“I am sorry to have to tell you this, but your mother is having a heart attack.” – ER doc
P and I had gotten mom on the ambulance and raced to her car to follow them to the ER. We got to the hospital, found our way around and waited for someone to get us as they were “still working on her.” We both uneasily, but thoroughly, convinced ourselves that it was food poisoning or indigestion or a panic attack. Even in the face of text book heart attack symptoms, we worked hard to find all remotely plausible alternative explanations. But they led us back to her room, where they were indeed still working on her, and the very nice ER doc kneeled down before me and crushed my illusions with a huge frying pan of reality.
P and I looked at each other and immediately started in on planning mode. How would we get my dad here? Where should we have her transferred to (the hospital didn’t have the facilities she needed for treatment)?
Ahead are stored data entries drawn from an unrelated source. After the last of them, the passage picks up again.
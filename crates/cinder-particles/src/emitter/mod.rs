//! Emitters: common emission parameters plus a shape

mod shape;

pub use shape::{EmissionGeometry, EmissionVolume, EmitterShape, BUILTIN_SHAPES};

use crate::influencer::{
    AngleDeviation, DirectionVelocity, InitialColour, InitialSize, ParticleInfluencer,
};
use cinder_core::tokens::{self, AttributeWriter};
use cinder_core::{Color, Result, Vec2, Vec3};

/// Parameters every emitter understands regardless of shape
#[derive(Debug, Clone, PartialEq)]
pub struct EmitterCommon {
    /// Maximum deviation from `direction`, in degrees
    pub angle: f32,
    pub direction: Vec3,
    pub position: Vec3,
    pub velocity_min: f32,
    pub velocity_max: f32,
    pub time_to_live_min: f32,
    pub time_to_live_max: f32,
    /// Particles per second
    pub emission_rate: f32,
    pub colour_range_start: Color,
    pub colour_range_end: Color,
    pub duration_min: f32,
    pub duration_max: f32,
    /// Duration fields only apply once one of them has been set
    pub duration_set: bool,
    pub repeat_delay_min: f32,
    pub repeat_delay_max: f32,
}

impl Default for EmitterCommon {
    fn default() -> Self {
        Self {
            angle: 0.0,
            direction: Vec3::UNIT_X,
            position: Vec3::ZERO,
            velocity_min: 1.0,
            velocity_max: 1.0,
            time_to_live_min: 5.0,
            time_to_live_max: 5.0,
            emission_rate: 10.0,
            colour_range_start: Color::WHITE,
            colour_range_end: Color::WHITE,
            duration_min: 0.0,
            duration_max: 0.0,
            duration_set: false,
            repeat_delay_min: 0.0,
            repeat_delay_max: 0.0,
        }
    }
}

/// Duration and repeat-delay ranges for timed emission, in seconds
#[derive(Debug, Clone, Copy, PartialEq)]
pub struct EmissionSchedule {
    pub duration_min: f32,
    pub duration_max: f32,
    pub repeat_delay_min: f32,
    pub repeat_delay_max: f32,
}

impl EmitterCommon {
    /// Parse one of the common attribute lines
    pub fn parse(&mut self, args: &[&str], line: usize) -> Result<bool> {
        let Some(&name) = args.first() else {
            return Ok(false);
        };
        match name {
            "angle" => self.angle = tokens::single_f32(args, line)?,
            "colour" => {
                let colour = tokens::parse_colour(args, line)?;
                self.colour_range_start = colour;
                self.colour_range_end = colour;
            }
            "colour_range_start" => self.colour_range_start = tokens::parse_colour(args, line)?,
            "colour_range_end" => self.colour_range_end = tokens::parse_colour(args, line)?,
            "direction" => self.direction = tokens::parse_vec3(args, line)?,
            "emission_rate" => self.emission_rate = tokens::single_f32(args, line)?,
            "position" => self.position = tokens::parse_vec3(args, line)?,
            "velocity" => {
                let v = tokens::single_f32(args, line)?;
                self.velocity_min = v;
                self.velocity_max = v;
            }
            "velocity_min" => self.velocity_min = tokens::single_f32(args, line)?,
            "velocity_max" => self.velocity_max = tokens::single_f32(args, line)?,
            "time_to_live" => {
                let t = tokens::single_f32(args, line)?;
                self.time_to_live_min = t;
                self.time_to_live_max = t;
            }
            "time_to_live_min" => self.time_to_live_min = tokens::single_f32(args, line)?,
            "time_to_live_max" => self.time_to_live_max = tokens::single_f32(args, line)?,
            "duration" => {
                let d = tokens::single_f32(args, line)?;
                self.duration_min = d;
                self.duration_max = d;
                self.duration_set = true;
            }
            "duration_min" => {
                self.duration_min = tokens::single_f32(args, line)?;
                self.duration_set = true;
            }
            "duration_max" => {
                self.duration_max = tokens::single_f32(args, line)?;
                self.duration_set = true;
            }
            "repeat_delay" => {
                let d = tokens::single_f32(args, line)?;
                self.repeat_delay_min = d;
                self.repeat_delay_max = d;
            }
            "repeat_delay_min" => self.repeat_delay_min = tokens::single_f32(args, line)?,
            "repeat_delay_max" => self.repeat_delay_max = tokens::single_f32(args, line)?,
            _ => return Ok(false),
        }
        Ok(true)
    }

    pub fn write(&self, w: &mut AttributeWriter) {
        w.float("angle", self.angle);
        if self.colour_range_start == self.colour_range_end {
            w.colour("colour", &self.colour_range_start);
        } else {
            w.colour("colour_range_start", &self.colour_range_start);
            w.colour("colour_range_end", &self.colour_range_end);
        }
        w.vec3("direction", &self.direction);
        w.float("emission_rate", self.emission_rate);
        w.vec3("position", &self.position);
        write_range(w, "velocity", self.velocity_min, self.velocity_max);
        write_range(w, "time_to_live", self.time_to_live_min, self.time_to_live_max);
        if self.duration_set {
            write_range(w, "duration", self.duration_min, self.duration_max);
        }
        if self.repeat_delay_min != 0.0 || self.repeat_delay_max != 0.0 {
            write_range(w, "repeat_delay", self.repeat_delay_min, self.repeat_delay_max);
        }
    }

    /// Timed emission parameters, when a positive duration was set
    pub fn schedule(&self) -> Option<EmissionSchedule> {
        (self.duration_set && (self.duration_min > 0.0 || self.duration_max > 0.0)).then_some(
            EmissionSchedule {
                duration_min: self.duration_min,
                duration_max: self.duration_max,
                repeat_delay_min: self.repeat_delay_min,
                repeat_delay_max: self.repeat_delay_max,
            },
        )
    }

    /// The spawn-time initializers, in the order they run
    pub fn spawn_influencers(&self, particle_size: Vec2) -> Vec<Box<dyn ParticleInfluencer>> {
        vec![
            Box::new(InitialColour {
                range_start: self.colour_range_start,
                range_end: self.colour_range_end,
            }),
            Box::new(InitialSize {
                size: particle_size,
            }),
            Box::new(DirectionVelocity {
                direction: self.direction,
                velocity_min: self.velocity_min,
                velocity_max: self.velocity_max,
            }),
            Box::new(AngleDeviation::from_degrees(self.angle)),
        ]
    }
}

/// `name` when both ends agree, otherwise `name_min` and `name_max`
fn write_range(w: &mut AttributeWriter, name: &str, min: f32, max: f32) {
    if min == max {
        w.float(name, min);
    } else {
        w.float(&format!("{name}_min"), min);
        w.float(&format!("{name}_max"), max);
    }
}

#[derive(Debug, Clone, PartialEq)]
pub struct Emitter {
    pub common: EmitterCommon,
    pub shape: EmitterShape,
}

impl Emitter {
    pub fn new(shape: EmitterShape) -> Self {
        Self {
            common: EmitterCommon::default(),
            shape,
        }
    }

    pub fn name(&self) -> &str {
        self.shape.name()
    }

    /// Common attributes first, then the shape's own
    pub fn parse(&mut self, args: &[&str], line: usize) -> Result<bool> {
        if self.common.parse(args, line)? {
            return Ok(true);
        }
        self.shape.parse(args, line)
    }

    pub fn write_attributes(&self, w: &mut AttributeWriter) {
        self.common.write(w);
        self.shape.write(w);
    }

    pub fn geometry(&self) -> EmissionGeometry {
        self.shape.geometry()
    }
}

#[cfg(test)]
mod tests {
    use super::*;
    use cinder_core::tokens::tokenize;

    fn reparse(emitter: &Emitter) -> Emitter {
        let mut w = AttributeWriter::new();
        emitter.write_attributes(&mut w);
        let mut copy = Emitter::new(
            EmitterShape::builtin(emitter.name()).unwrap_or(EmitterShape::Point),
        );
        for line in w.finish().lines() {
            assert!(copy.parse(&tokenize(line), 1).unwrap(), "unhandled {line}");
        }
        copy
    }

    #[test]
    fn defaults_follow_legacy_values() {
        let common = EmitterCommon::default();
        assert_eq!(common.direction, Vec3::new(1.0, 0.0, 0.0));
        assert_eq!((common.velocity_min, common.velocity_max), (1.0, 1.0));
        assert_eq!((common.time_to_live_min, common.time_to_live_max), (5.0, 5.0));
        assert_eq!(common.emission_rate, 10.0);
        assert!(!common.duration_set);
        assert!(common.schedule().is_none());
    }

    #[test]
    fn colour_sets_both_ends() {
        let mut common = EmitterCommon::default();
        common.parse(&["colour", "1", "0", "0"], 1).unwrap();
        assert_eq!(common.colour_range_start, Color::rgb(1.0, 0.0, 0.0));
        assert_eq!(common.colour_range_end, Color::rgb(1.0, 0.0, 0.0));
    }

    #[test]
    fn ranges_round_trip() {
        let mut emitter = Emitter::new(EmitterShape::builtin("Cylinder").unwrap());
        for line in [
            "velocity_min 2",
            "velocity_max 3.5",
            "time_to_live_min 1",
            "time_to_live_max 4",
            "duration_min 0.5",
            "duration_max 1.5",
            "repeat_delay 2",
            "colour_range_start 1 0 0",
            "colour_range_end 0 0 1 0.5",
            "angle 15",
            "width 10",
        ] {
            assert!(emitter.parse(&tokenize(line), 1).unwrap());
        }
        assert_eq!(reparse(&emitter), emitter);
    }

    #[test]
    fn repeat_delay_survives_without_duration() {
        let mut emitter = Emitter::new(EmitterShape::Point);
        emitter.parse(&["repeat_delay", "3"], 1).unwrap();
        assert_eq!(reparse(&emitter), emitter);
    }

    #[test]
    fn schedule_requires_positive_duration() {
        let mut common = EmitterCommon::default();
        common.parse(&["duration", "0"], 1).unwrap();
        assert!(common.duration_set);
        assert!(common.schedule().is_none());

        common.parse(&["duration_max", "2"], 2).unwrap();
        common.parse(&["repeat_delay", "1"], 3).unwrap();
        let schedule = common.schedule().unwrap();
        assert_eq!(schedule.duration_max, 2.0);
        assert_eq!(schedule.repeat_delay_min, 1.0);
    }

    #[test]
    fn spawn_influencers_run_in_order() {
        let common = EmitterCommon::default();
        let names: Vec<_> = common
            .spawn_influencers(Vec2::new(100.0, 100.0))
            .iter()
            .map(|i| i.name().to_string())
            .collect();
        assert_eq!(
            names,
            vec!["InitialColour", "InitialSize", "DirectionVelocity", "AngleDeviation"]
        );
    }

    #[test]
    fn shape_attributes_follow_common_ones() {
        let mut emitter = Emitter::new(EmitterShape::builtin("Ring").unwrap());
        assert!(emitter.parse(&["inner_height", "0.25"], 1).unwrap());
        assert!(emitter.parse(&["emission_rate", "30"], 2).unwrap());
        assert!(!emitter.parse(&["spin", "1"], 3).unwrap());
        assert_eq!(emitter.common.emission_rate, 30.0);
    }
}
fn billboard_attribute(
    script: &mut ParticleScript,
    param: &str,
    args: &[&str],
    line: usize,
    warnings: &mut Warnings,
) -> Result<()> {
    if !matches!(param, "type" | "origin" | "rotation_type" | "rotation") {
        warnings.push(
            line,
            WarningKind::UnknownAttribute,
            format!("Unknown billboard parameter '{param}'"),
        );
        return Ok(());
    }
    let value = tokens::single(args, line)?;
    let known = match param {
        "type" => BillboardType::parse(value).map(|v| script.billboard_type = v),
        "origin" => BillboardOrigin::parse(value).map(|v| script.billboard_origin = v),
        _ => BillboardRotation::parse(value).map(|v| script.billboard_rotation = v),
    };
    if known.is_none() {
        warnings.push(
            line,
            WarningKind::UnsupportedValue,
            format!("Unknown {} value '{value}'", args[0]),
        );
    }
    Ok(())
}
What mode of treatment should we authorize immediately?
In the end we chose a brand new cardiac unit about an hour outside of Denver, where they would transport her to and a blood clot busting drug called Retavase which would be her best bet given how much time had already passed. I was going to book my dad a plane ticket for first thing in the morning and P would pick him up from the airport in Denver. J would help me pack up our hotel room and book the ticket. I would follow P in my mom’s car to the new hospital.
So many details and nowhere in any of those choices was there an answer to the simple question of whether my mom was going to be ok. The hospital in Laramie didn’t even possess the facilities to tell me the severity of the heart attack. Only that immediate action was warranted and they wanted her on the road ASAP.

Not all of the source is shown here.